The sigmaB protein of Muscovy duck reovirus (DRV), one of the major structural proteins, is able to induce neutralizing antibody in ducks, but the monoclonal antibody (MAb) against sigmaB protein has never been characterized.

RESULTS

Four hybridoma cell lines secreting anti-DRV sigmaB MAbs were obtained, designated 1E5, 2F7, 4E3 and 5D8. Immunoglobulin subclass tests differentiated them as IgG2b (1E5 and 4E3) and IgM (2F7 and 5D8). Dot blot and western blotting assays showed that MAbs reacted with His-sigmaB protein in a conformation-independent manner.
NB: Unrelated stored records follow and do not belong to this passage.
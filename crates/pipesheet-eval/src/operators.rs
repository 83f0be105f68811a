//! Infix operator semantics over [`Value`] operands.
//!
//! Numeric pairs promote to float as soon as either side is a float. `+`
//! with a string on the left concatenates, rendering the right side the way
//! it would print in a cell. Everything else is a type mismatch.

use pipesheet_common::{CalcError, CalcErrorKind, Value};
use pipesheet_parse::BinOp;

pub(crate) fn apply(op: BinOp, lhs: Value, rhs: Value) -> Result<Value, CalcError> {
    match op {
        BinOp::Add => add(lhs, rhs),
        BinOp::Sub => arithmetic("Subtraction", lhs, rhs, i64::wrapping_sub, |l, r| l - r),
        BinOp::Mul => arithmetic("Multiplication", lhs, rhs, i64::wrapping_mul, |l, r| l * r),
        BinOp::Div => div(lhs, rhs),
    }
}

/// `<=` over numeric operands, backing the `bte` builtin.
pub(crate) fn lte(lhs: &Value, rhs: &Value) -> Result<bool, CalcError> {
    match (lhs, rhs) {
        (Value::Int(l), Value::Int(r)) => Ok(l <= r),
        (Value::Int(l), Value::Float(r)) => Ok((*l as f64) <= *r),
        (Value::Float(l), Value::Int(r)) => Ok(*l <= *r as f64),
        (Value::Float(l), Value::Float(r)) => Ok(l <= r),
        _ => Err(mismatch("Comparison", lhs, rhs)),
    }
}

fn add(lhs: Value, rhs: Value) -> Result<Value, CalcError> {
    match (&lhs, &rhs) {
        (Value::Int(l), Value::Int(r)) => Ok(Value::Int(l.wrapping_add(*r))),
        (Value::Int(l), Value::Float(r)) => Ok(Value::Float(*l as f64 + r)),
        (Value::Float(l), Value::Int(r)) => Ok(Value::Float(l + *r as f64)),
        (Value::Float(l), Value::Float(r)) => Ok(Value::Float(l + r)),
        (Value::Text(l), Value::Int(_) | Value::Float(_) | Value::Text(_)) => {
            Ok(Value::Text(format!("{l}{rhs}")))
        }
        _ => Err(mismatch("Addition", &lhs, &rhs)),
    }
}

fn arithmetic(
    name: &str,
    lhs: Value,
    rhs: Value,
    int_op: fn(i64, i64) -> i64,
    float_op: fn(f64, f64) -> f64,
) -> Result<Value, CalcError> {
    match (&lhs, &rhs) {
        (Value::Int(l), Value::Int(r)) => Ok(Value::Int(int_op(*l, *r))),
        (Value::Int(l), Value::Float(r)) => Ok(Value::Float(float_op(*l as f64, *r))),
        (Value::Float(l), Value::Int(r)) => Ok(Value::Float(float_op(*l, *r as f64))),
        (Value::Float(l), Value::Float(r)) => Ok(Value::Float(float_op(*l, *r))),
        (Value::Text(_), _) => Err(string_mismatch(name)),
        _ => Err(mismatch(name, &lhs, &rhs)),
    }
}

fn div(lhs: Value, rhs: Value) -> Result<Value, CalcError> {
    match (&lhs, &rhs) {
        (Value::Int(l), Value::Int(r)) => {
            nonzero(*r == 0)?;
            Ok(Value::Int(l.wrapping_div(*r)))
        }
        (Value::Int(l), Value::Float(r)) => {
            nonzero(*r == 0.0)?;
            Ok(Value::Float(*l as f64 / r))
        }
        (Value::Float(l), Value::Int(r)) => {
            nonzero(*r == 0)?;
            Ok(Value::Float(l / *r as f64))
        }
        (Value::Float(l), Value::Float(r)) => {
            nonzero(*r == 0.0)?;
            Ok(Value::Float(l / r))
        }
        (Value::Text(_), _) => Err(string_mismatch("Division")),
        _ => Err(mismatch("Division", &lhs, &rhs)),
    }
}

fn nonzero(divisor_is_zero: bool) -> Result<(), CalcError> {
    if divisor_is_zero {
        Err(CalcError::new(CalcErrorKind::DivisionByZero))
    } else {
        Ok(())
    }
}

fn string_mismatch(name: &str) -> CalcError {
    CalcError::new(CalcErrorKind::TypeMismatch)
        .with_message(format!("{name} not supported for strings"))
}

fn mismatch(name: &str, l: &Value, r: &Value) -> CalcError {
    CalcError::new(CalcErrorKind::TypeMismatch).with_message(format!(
        "{name} not supported between {} and {}",
        l.type_name(),
        r.type_name()
    ))
}
pub mod ast;
pub mod document;
pub mod expression;
mod precedence;
#[cfg(test)]
mod tests;

pub use ast::{BinOp, Cell, CellGrid, Expr};
pub use document::parse_document;
pub use expression::parse_expression;

// Re-export common types
pub use pipesheet_common::{CalcError, CalcErrorKind};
Competitive binding assay indicated that the MAbs delineated two epitopes, A and B of sigmaB. Immunofluorescence assay indicated that the four MAbs could specifically bind to Vero cells infected with DRV and sigmaB was distributed diffusely in the cytoplasma of infected cells. MAbs had universal reactivity to all DRVs tested in an antigen-capture enzyme-linked immunosorbent assay.

CONCLUSION

Results of this research provide important information about the four monoclonal antibodies and therefore the MAbs may be useful candidate for the development of a MAb capture ELISA for rapid detection of DRVs. In addition, it showed that the sigmaB protein was located in the cytoplasma of infected cells by immunofluorescence assay with MAbs. Virus isolation and RT-PCR are reliable way for detection of DRV infection, but these procedures are laborious, time consuming, and requiring instruments. These obvious diagnosis problems highlight the ongoing demand of rapid, reproducible, and automatic methods for the sensitive detection of DRV.